Mainz baut 220-Meter-Pipeline unter dem Rhein mit neuartiger Bohrtechnik
H.-Dieter HuhnMainz baut 220-Meter-Pipeline unter dem Rhein mit neuartiger Bohrtechnik
Neue 220-Meter-Leitung unter dem Rhein in Mainz geplant
Bald wird eine neue 220 Meter lange Pipeline unter dem Rhein in Mainz verlegt. Das Projekt soll eine beschädigte Versorgungs- und Abwasserleitung ersetzen, die bisher nur mit provisorischen Lösungen instand gehalten wurde. Die Bauarbeiten beginnen am 11. Mai; die Fertigstellung ist bis Ende August 2026 vorgesehen.
Die bestehende Leitung wies Teilschäden auf, weshalb ein kompletter Austausch notwendig wurde. Statt herkömmlicher Grabungsarbeiten setzt der Wirtschaftsbetrieb Mainz erstmals auf das Verfahren des horizontalen Richtbohrens.
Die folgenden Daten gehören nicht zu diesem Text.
//! Worker configuration.

use std::path::PathBuf;

use zonecount_engine::{
    EngineConfig, MembershipMode, DEFAULT_FPS, DEFAULT_LINE_OFFSET, DEFAULT_OVERLAP_THRESHOLD,
};

/// Worker configuration.
#[derive(Debug, Clone, PartialEq)]
pub struct WorkerConfig {
    /// Maximum concurrent analysis jobs
    pub max_concurrent_jobs: usize,
    /// Directory that receives `<name>_tracking.json` and `<name>_tracking.csv`
    pub data_dir: PathBuf,
    /// Emit a progress report every N frames
    pub progress_interval: u64,
    /// Crossing band half-width in pixels
    pub line_offset: f64,
    /// Frame rate used when a source reports none
    pub default_fps: f64,
    pub membership: MembershipMode,
}

impl Default for WorkerConfig {
    fn default() -> Self {
        Self {
            max_concurrent_jobs: 2,
            data_dir: PathBuf::from("data"),
            progress_interval: 30,
            line_offset: DEFAULT_LINE_OFFSET,
            default_fps: DEFAULT_FPS,
            membership: MembershipMode::Centroid,
        }
    }
}

impl WorkerConfig {
    /// Create config from environment variables.
    pub fn from_env() -> Self {
        let defaults = Self::default();

        let overlap_threshold = std::env::var("ZONECOUNT_OVERLAP_THRESHOLD")
            .ok()
            .and_then(|s| s.parse().ok())
            .unwrap_or(DEFAULT_OVERLAP_THRESHOLD);
        let membership = std::env::var("ZONECOUNT_MEMBERSHIP")
            .ok()
            .and_then(|s| parse_membership(&s, overlap_threshold))
            .unwrap_or(defaults.membership);

        Self {
            max_concurrent_jobs: std::env::var("ZONECOUNT_MAX_JOBS")
                .ok()
                .and_then(|s| s.parse().ok())
                .filter(|&n| n > 0)
                .unwrap_or(defaults.max_concurrent_jobs),
            data_dir: std::env::var("ZONECOUNT_DATA_DIR")
                .map(PathBuf::from)
                .unwrap_or(defaults.data_dir),
            progress_interval: std::env::var("ZONECOUNT_PROGRESS_INTERVAL")
                .ok()
                .and_then(|s| s.parse().ok())
                .filter(|&n| n > 0)
                .unwrap_or(defaults.progress_interval),
            line_offset: std::env::var("ZONECOUNT_LINE_OFFSET")
                .ok()
                .and_then(|s| s.parse().ok())
                .unwrap_or(defaults.line_offset),
            default_fps: std::env::var("ZONECOUNT_DEFAULT_FPS")
                .ok()
                .and_then(|s| s.parse().ok())
                .unwrap_or(defaults.default_fps),
            membership,
        }
    }

    /// Engine settings shared by every job this worker runs.
    pub fn engine_config(&self) -> EngineConfig {
        EngineConfig {
            line_offset: self.line_offset,
            progress_interval: self.progress_interval,
            membership: self.membership,
            default_fps: self.default_fps,
        }
    }
}

/// Parse `centroid` or `box_overlap` (also `overlap`).
pub fn parse_membership(value: &str, overlap_threshold: f64) -> Option<MembershipMode> {
    match value.trim().to_lowercase().as_str() {
        "centroid" => Some(MembershipMode::Centroid),
        "box_overlap" | "overlap" => Some(MembershipMode::BoxOverlap {
            min_fraction: overlap_threshold,
        }),
        _ => None,
    }
}
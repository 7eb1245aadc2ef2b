//! Occupancy timelines.
//!
//! Per-frame occupant counts are folded into fixed-width windows whose width
//! and aggregation depend on the zone kind:
//!
//! | Kind     | Window | Value                                   |
//! |----------|--------|-----------------------------------------|
//! | staff    | 5 s    | `active` = 1 if any frame was occupied  |
//! | customer | 1 s    | `count` = mean occupants, one decimal   |
//!
//! Windows are emitted in order with no gaps, starting at second 0.

use zonecount_models::{format_duration, frame_to_seconds, TimelineBucket, ZoneKind};

/// Accumulator for the window currently being filled.
#[derive(Debug, Clone, Default, PartialEq)]
pub struct BucketState {
    /// Window start in whole seconds
    pub start_seconds: u64,
    occupied: bool,
    occupant_sum: u64,
    frames: u64,
}

impl BucketState {
    pub fn new(start_seconds: u64) -> Self {
        Self {
            start_seconds,
            ..Default::default()
        }
    }

    pub fn add(&mut self, occupants: usize) {
        self.occupied |= occupants > 0;
        self.occupant_sum += occupants as u64;
        self.frames += 1;
    }

    /// Emit the finished window for a zone of the given kind.
    pub fn flush(&self, kind: ZoneKind) -> TimelineBucket {
        let time = format_duration(self.start_seconds as f64);
        match kind {
            ZoneKind::Staff => TimelineBucket::Staff {
                time,
                time_seconds: self.start_seconds,
                active: u8::from(self.occupied),
            },
            ZoneKind::Customer => TimelineBucket::Customer {
                time,
                time_seconds: self.start_seconds,
                count: round_one_decimal(self.average()),
            },
        }
    }

    /// Clear the accumulator and move it to a new window.
    pub fn reset(&mut self, start_seconds: u64) {
        *self = Self::new(start_seconds);
    }

    fn average(&self) -> f64 {
        if self.frames == 0 {
            0.0
        } else {
            self.occupant_sum as f64 / self.frames as f64
        }
    }
}

fn round_one_decimal(value: f64) -> f64 {
    (value * 10.0).round() / 10.0
}

/// Timeline builder for one zone.
#[derive(Debug, Clone)]
pub struct TimelineAggregator {
    kind: ZoneKind,
    fps: f64,
    current: Option<BucketState>,
    buckets: Vec<TimelineBucket>,
}

impl TimelineAggregator {
    pub fn new(kind: ZoneKind, fps: f64) -> Self {
        Self {
            kind,
            fps,
            current: None,
            buckets: Vec::new(),
        }
    }

    pub fn kind(&self) -> ZoneKind {
        self.kind
    }

    /// Window start for a frame index.
    pub fn bucket_start(&self, frame: u64) -> u64 {
        let width = self.kind.bucket_width_secs();
        let seconds = frame_to_seconds(frame, self.fps).max(0.0).floor() as u64;
        seconds / width * width
    }

    /// Add one frame's occupant count.
    ///
    /// A frame that starts a new window first flushes the previous window and
    /// any empty windows in between; the frame itself counts toward the new one.
    pub fn record(&mut self, frame: u64, occupants: usize) {
        let start = self.bucket_start(frame);
        let width = self.kind.bucket_width_secs();

        match self.current.as_mut() {
            Some(state) if start > state.start_seconds => {
                self.buckets.push(state.flush(self.kind));
                let mut gap = state.start_seconds + width;
                while gap < start {
                    self.buckets.push(BucketState::new(gap).flush(self.kind));
                    gap += width;
                }
                state.reset(start);
                state.add(occupants);
            }
            Some(state) => state.add(occupants),
            None => {
                let mut gap = 0;
                while gap < start {
                    self.buckets.push(BucketState::new(gap).flush(self.kind));
                    gap += width;
                }
                let mut state = BucketState::new(start);
                state.add(occupants);
                self.current = Some(state);
            }
        }
    }

    /// Flush the open window and return the full timeline.
    pub fn finish(mut self) -> Vec<TimelineBucket> {
        if let Some(state) = self.current.take() {
            self.buckets.push(state.flush(self.kind));
        }
        self.buckets
    }

    /// Windows emitted so far, excluding the one still open.
    pub fn emitted(&self) -> &[TimelineBucket] {
        &self.buckets
    }
}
Diese grabenlose Methode umfasst das Bohren eines kleinen Pilotlochs, dessen Erweiterung und das anschließende Einziehen der neuen Leitung durch ein schützendes Mantelrohr.
Die neue Trasse verläuft vom Bereich Ingelheimer Aue nahe der Gassnerallee bis zum Kanalsystem am Mombacher Kreisel. Mit einem Durchmesser von 71 Zentimetern wird sie bis zu zehn Meter unter dem Flussbett verlaufen. Die schützende Ummantelung der Leitung erhöht deren Haltbarkeit und ermöglicht künftige Reparaturen, ohne den Hafenbetrieb zu beeinträchtigen.
Die Arbeiten an der Pipeline starten nächsten Monat und sollen in etwas mehr als zwei Jahren abgeschlossen sein. Nach der Fertigstellung wird das verstärkte System die Versorgungssicherheit für Trinkwasser und Abwasser verbessern. Zudem minimiert die grabenlose Verlegung die Beeinträchtigungen für die umliegende Umgebung.